START Information shown
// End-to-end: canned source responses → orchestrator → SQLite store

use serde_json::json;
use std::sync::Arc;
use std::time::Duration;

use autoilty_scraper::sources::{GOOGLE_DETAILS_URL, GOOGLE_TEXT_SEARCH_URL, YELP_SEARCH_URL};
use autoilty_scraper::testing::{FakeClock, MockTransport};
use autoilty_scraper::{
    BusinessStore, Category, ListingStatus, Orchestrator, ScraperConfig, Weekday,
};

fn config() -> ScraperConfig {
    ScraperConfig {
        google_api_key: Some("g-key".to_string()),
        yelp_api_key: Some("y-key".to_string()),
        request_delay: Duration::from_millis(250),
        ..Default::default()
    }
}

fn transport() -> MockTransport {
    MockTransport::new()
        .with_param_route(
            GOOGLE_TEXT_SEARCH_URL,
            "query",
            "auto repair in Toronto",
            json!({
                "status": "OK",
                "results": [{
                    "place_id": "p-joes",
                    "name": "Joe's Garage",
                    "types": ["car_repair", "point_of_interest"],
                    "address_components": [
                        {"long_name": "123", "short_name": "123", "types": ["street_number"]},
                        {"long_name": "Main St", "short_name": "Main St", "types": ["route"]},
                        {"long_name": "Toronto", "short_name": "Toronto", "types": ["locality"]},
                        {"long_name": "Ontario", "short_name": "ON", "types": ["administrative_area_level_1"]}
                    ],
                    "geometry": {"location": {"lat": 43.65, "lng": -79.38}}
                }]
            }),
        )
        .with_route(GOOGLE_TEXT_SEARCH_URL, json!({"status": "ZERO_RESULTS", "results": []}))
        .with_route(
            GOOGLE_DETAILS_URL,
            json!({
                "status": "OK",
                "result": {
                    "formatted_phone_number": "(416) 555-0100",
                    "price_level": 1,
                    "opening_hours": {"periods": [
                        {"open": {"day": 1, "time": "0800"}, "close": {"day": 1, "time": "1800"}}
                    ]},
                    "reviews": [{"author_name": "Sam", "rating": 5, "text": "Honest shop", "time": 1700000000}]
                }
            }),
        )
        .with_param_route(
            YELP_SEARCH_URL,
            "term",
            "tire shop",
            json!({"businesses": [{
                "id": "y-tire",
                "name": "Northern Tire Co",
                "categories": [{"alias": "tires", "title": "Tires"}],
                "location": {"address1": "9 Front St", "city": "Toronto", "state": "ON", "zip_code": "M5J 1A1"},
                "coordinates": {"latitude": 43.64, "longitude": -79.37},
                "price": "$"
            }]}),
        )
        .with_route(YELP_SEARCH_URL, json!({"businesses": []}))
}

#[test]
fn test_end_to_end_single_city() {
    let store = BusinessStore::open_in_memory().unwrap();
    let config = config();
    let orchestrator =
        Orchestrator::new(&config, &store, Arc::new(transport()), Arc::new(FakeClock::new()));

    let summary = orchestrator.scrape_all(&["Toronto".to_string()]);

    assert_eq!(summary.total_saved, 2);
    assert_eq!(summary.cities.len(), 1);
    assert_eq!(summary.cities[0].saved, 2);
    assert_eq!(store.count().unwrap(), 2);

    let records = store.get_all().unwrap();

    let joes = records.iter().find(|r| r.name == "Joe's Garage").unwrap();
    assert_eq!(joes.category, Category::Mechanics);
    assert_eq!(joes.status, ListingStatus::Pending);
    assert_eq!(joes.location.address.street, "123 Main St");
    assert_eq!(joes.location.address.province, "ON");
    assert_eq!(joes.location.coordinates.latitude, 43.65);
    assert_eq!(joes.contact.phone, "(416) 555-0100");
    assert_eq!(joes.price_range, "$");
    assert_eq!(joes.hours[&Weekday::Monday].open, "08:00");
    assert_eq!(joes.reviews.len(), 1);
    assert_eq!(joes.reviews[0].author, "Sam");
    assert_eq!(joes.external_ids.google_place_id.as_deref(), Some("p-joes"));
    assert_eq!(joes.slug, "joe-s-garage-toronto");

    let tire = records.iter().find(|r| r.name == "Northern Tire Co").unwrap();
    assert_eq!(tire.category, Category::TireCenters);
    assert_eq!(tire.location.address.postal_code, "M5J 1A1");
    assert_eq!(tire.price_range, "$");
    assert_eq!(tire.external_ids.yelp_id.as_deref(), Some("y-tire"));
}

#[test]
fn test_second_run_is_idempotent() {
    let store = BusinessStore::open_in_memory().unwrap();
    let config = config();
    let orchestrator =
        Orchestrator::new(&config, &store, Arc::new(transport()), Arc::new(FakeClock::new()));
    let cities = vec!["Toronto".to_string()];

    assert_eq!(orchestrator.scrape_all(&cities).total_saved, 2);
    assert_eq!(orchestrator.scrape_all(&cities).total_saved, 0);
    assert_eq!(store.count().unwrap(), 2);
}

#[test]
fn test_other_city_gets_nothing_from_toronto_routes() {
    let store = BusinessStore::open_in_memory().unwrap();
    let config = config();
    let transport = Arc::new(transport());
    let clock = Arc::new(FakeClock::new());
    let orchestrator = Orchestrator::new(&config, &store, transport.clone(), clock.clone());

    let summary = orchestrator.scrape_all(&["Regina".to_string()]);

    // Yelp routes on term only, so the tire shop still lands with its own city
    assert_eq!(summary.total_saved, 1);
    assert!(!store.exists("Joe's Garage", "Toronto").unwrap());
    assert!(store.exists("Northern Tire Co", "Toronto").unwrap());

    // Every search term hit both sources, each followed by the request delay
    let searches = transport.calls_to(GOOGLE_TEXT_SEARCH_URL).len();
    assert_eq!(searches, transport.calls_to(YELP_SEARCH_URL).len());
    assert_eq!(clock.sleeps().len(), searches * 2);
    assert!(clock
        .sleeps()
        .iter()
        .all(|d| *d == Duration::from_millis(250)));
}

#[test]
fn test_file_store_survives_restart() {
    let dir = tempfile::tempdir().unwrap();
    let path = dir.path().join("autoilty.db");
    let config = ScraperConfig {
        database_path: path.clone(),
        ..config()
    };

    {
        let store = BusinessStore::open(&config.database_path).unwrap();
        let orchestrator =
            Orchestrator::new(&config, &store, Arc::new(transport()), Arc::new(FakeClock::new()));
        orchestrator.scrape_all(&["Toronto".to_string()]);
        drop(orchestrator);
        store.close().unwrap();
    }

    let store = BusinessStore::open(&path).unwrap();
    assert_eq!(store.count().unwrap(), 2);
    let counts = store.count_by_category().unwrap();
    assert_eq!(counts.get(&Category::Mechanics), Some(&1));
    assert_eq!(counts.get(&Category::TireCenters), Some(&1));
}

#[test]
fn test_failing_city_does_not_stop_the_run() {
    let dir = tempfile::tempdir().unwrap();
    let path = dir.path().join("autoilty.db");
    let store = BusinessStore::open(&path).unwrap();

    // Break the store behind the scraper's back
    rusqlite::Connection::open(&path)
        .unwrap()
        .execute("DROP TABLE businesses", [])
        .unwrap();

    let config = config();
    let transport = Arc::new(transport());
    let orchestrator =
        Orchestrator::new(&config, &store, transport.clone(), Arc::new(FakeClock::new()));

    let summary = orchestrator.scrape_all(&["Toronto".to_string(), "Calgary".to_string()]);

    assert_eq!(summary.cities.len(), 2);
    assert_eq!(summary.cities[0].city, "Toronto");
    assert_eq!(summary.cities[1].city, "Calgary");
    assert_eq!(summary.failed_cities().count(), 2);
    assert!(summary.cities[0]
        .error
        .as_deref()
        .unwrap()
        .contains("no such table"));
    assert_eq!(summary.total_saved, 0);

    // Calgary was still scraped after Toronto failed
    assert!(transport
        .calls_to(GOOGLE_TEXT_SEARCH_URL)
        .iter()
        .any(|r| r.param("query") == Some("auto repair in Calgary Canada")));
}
END Information shown
● **What to work on**
If a line in the data above contains "iter", return that line.

● **Exercise result**
    let joes = records.iter().find(|r| r.name == "Joe's Garage").unwrap();
    let tire = records.iter().find(|r| r.name == "Northern Tire Co").unwrap();
        .iter()
        .iter()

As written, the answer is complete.